Exercise objective:
Print out the entries, word for word.

Records for the exercise:
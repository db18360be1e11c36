//! Database operations for the CYNA `PostgreSQL` database.
//!
//! ## Tables
//!
//! - `users` - Authentication and roles
//! - `auth_tokens` - Hashed email-verification / password-reset tokens
//! - `categories`, `products` - Catalog
//! - `orders`, `ordered_products`, `transactions` - Checkout results
//! - `contact_messages` - Contact form / support inbox
//! - `hero_carousel_slides`, `main_messages` - Marketing content
//! - `addresses`, `payment_methods`, `subscriptions` - Account data
//! - `tower_sessions` - Session store (created by the session layer)
//!
//! # Migrations
//!
//! Migrations are stored in `crates/server/migrations/` and run via:
//! ```bash
//! cargo run -p cyna-cli -- migrate
//! ```

pub mod addresses;
pub mod categories;
pub mod contact_messages;
pub mod content;
pub mod orders;
pub mod payment_methods;
pub mod products;
pub mod subscriptions;
pub mod tokens;
pub mod users;

use std::time::Duration;

use secrecy::ExposeSecret;
use sqlx::PgPool;
use sqlx::postgres::PgPoolOptions;
use thiserror::Error;

pub use addresses::AddressRepository;
pub use categories::CategoryRepository;
pub use contact_messages::ContactMessageRepository;
pub use content::ContentRepository;
pub use orders::OrderRepository;
pub use payment_methods::PaymentMethodRepository;
pub use products::ProductRepository;
pub use subscriptions::SubscriptionRepository;
pub use tokens::TokenRepository;
pub use users::UserRepository;

/// Errors that can occur during repository operations.
#[derive(Debug, Error)]
pub enum RepositoryError {
    /// Database error from sqlx.
    #[error("database error: {0}")]
    Database(#[from] sqlx::Error),

    /// Data in the database is corrupted or invalid.
    #[error("data corruption: {0}")]
    DataCorruption(String),

    /// Requested entity was not found.
    #[error("not found")]
    NotFound,

    /// Constraint violation (e.g., unique email).
    #[error("constraint violation: {0}")]
    Conflict(String),
}

impl RepositoryError {
    /// Map a sqlx error, turning unique violations into [`Self::Conflict`].
    pub(crate) fn from_sqlx(e: sqlx::Error, conflict_message: &str) -> Self {
        if let sqlx::Error::Database(ref db_err) = e
            && db_err.is_unique_violation()
        {
            return Self::Conflict(conflict_message.to_owned());
        }
        Self::Database(e)
    }
}

/// Create a `PostgreSQL` connection pool with sensible defaults.
///
/// # Errors
///
/// Returns `sqlx::Error` if the connection cannot be established.
pub async fn create_pool(database_url: &secrecy::SecretString) -> Result<PgPool, sqlx::Error> {
    PgPoolOptions::new()
        .max_connections(10)
        .min_connections(2)
        .acquire_timeout(Duration::from_secs(10))
        .connect(database_url.expose_secret())
        .await
}

/// Parse a stored currency code, mapping bad data to [`RepositoryError::DataCorruption`].
pub(crate) fn parse_currency(code: &str) -> Result<cyna_core::CurrencyCode, RepositoryError> {
    code.parse()
        .map_err(|e| RepositoryError::DataCorruption(format!("invalid currency in database: {e}")))
}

Answer for this exercise:
repository db18360be1e11c36
//! Database operations for the CYNA `PostgreSQL` database.
//!
//! ## Tables
//!
//! - `users` - Authentication and roles
//! - `auth_tokens` - Hashed email-verification / password-reset tokens
//! - `categories`, `products` - Catalog
//! - `orders`, `ordered_products`, `transactions` - Checkout results
//! - `contact_messages` - Contact form / support inbox
//! - `hero_carousel_slides`, `main_messages` - Marketing content
//! - `addresses`, `payment_methods`, `subscriptions` - Account data
//! - `tower_sessions` - Session store (created by the session layer)
//!
//! # Migrations
//!
//! Migrations are stored in `crates/server/migrations/` and run via:
//! ```bash
//! cargo run -p cyna-cli -- migrate
//! ```

pub mod addresses;
pub mod categories;
pub mod contact_messages;
pub mod content;
pub mod orders;
pub mod payment_methods;
pub mod products;
pub mod subscriptions;
pub mod tokens;
pub mod users;

use std::time::Duration;

use secrecy::ExposeSecret;
use sqlx::PgPool;
use sqlx::postgres::PgPoolOptions;
use thiserror::Error;

pub use addresses::AddressRepository;
pub use categories::CategoryRepository;
pub use contact_messages::ContactMessageRepository;
pub use content::ContentRepository;
pub use orders::OrderRepository;
pub use payment_methods::PaymentMethodRepository;
pub use products::ProductRepository;
pub use subscriptions::SubscriptionRepository;
pub use tokens::TokenRepository;
pub use users::UserRepository;

/// Errors that can occur during repository operations.
#[derive(Debug, Error)]
pub enum RepositoryError {
    /// Database error from sqlx.
    #[error("database error: {0}")]
    Database(#[from] sqlx::Error),

    /// Data in the database is corrupted or invalid.
    #[error("data corruption: {0}")]
    DataCorruption(String),

    /// Requested entity was not found.
    #[error("not found")]
    NotFound,

    /// Constraint violation (e.g., unique email).
    #[error("constraint violation: {0}")]
    Conflict(String),
}

impl RepositoryError {
    /// Map a sqlx error, turning unique violations into [`Self::Conflict`].
    pub(crate) fn from_sqlx(e: sqlx::Error, conflict_message: &str) -> Self {
        if let sqlx::Error::Database(ref db_err) = e
            && db_err.is_unique_violation()
        {
            return Self::Conflict(conflict_message.to_owned());
        }
        Self::Database(e)
    }
}

/// Create a `PostgreSQL` connection pool with sensible defaults.
///
/// # Errors
///
/// Returns `sqlx::Error` if the connection cannot be established.
pub async fn create_pool(database_url: &secrecy::SecretString) -> Result<PgPool, sqlx::Error> {
    PgPoolOptions::new()
        .max_connections(10)
        .min_connections(2)
        .acquire_timeout(Duration::from_secs(10))
        .connect(database_url.expose_secret())
        .await
}

/// Parse a stored currency code, mapping bad data to [`RepositoryError::DataCorruption`].
pub(crate) fn parse_currency(code: &str) -> Result<cyna_core::CurrencyCode, RepositoryError> {
    code.parse()
        .map_err(|e| RepositoryError::DataCorruption(format!("invalid currency in database: {e}")))
}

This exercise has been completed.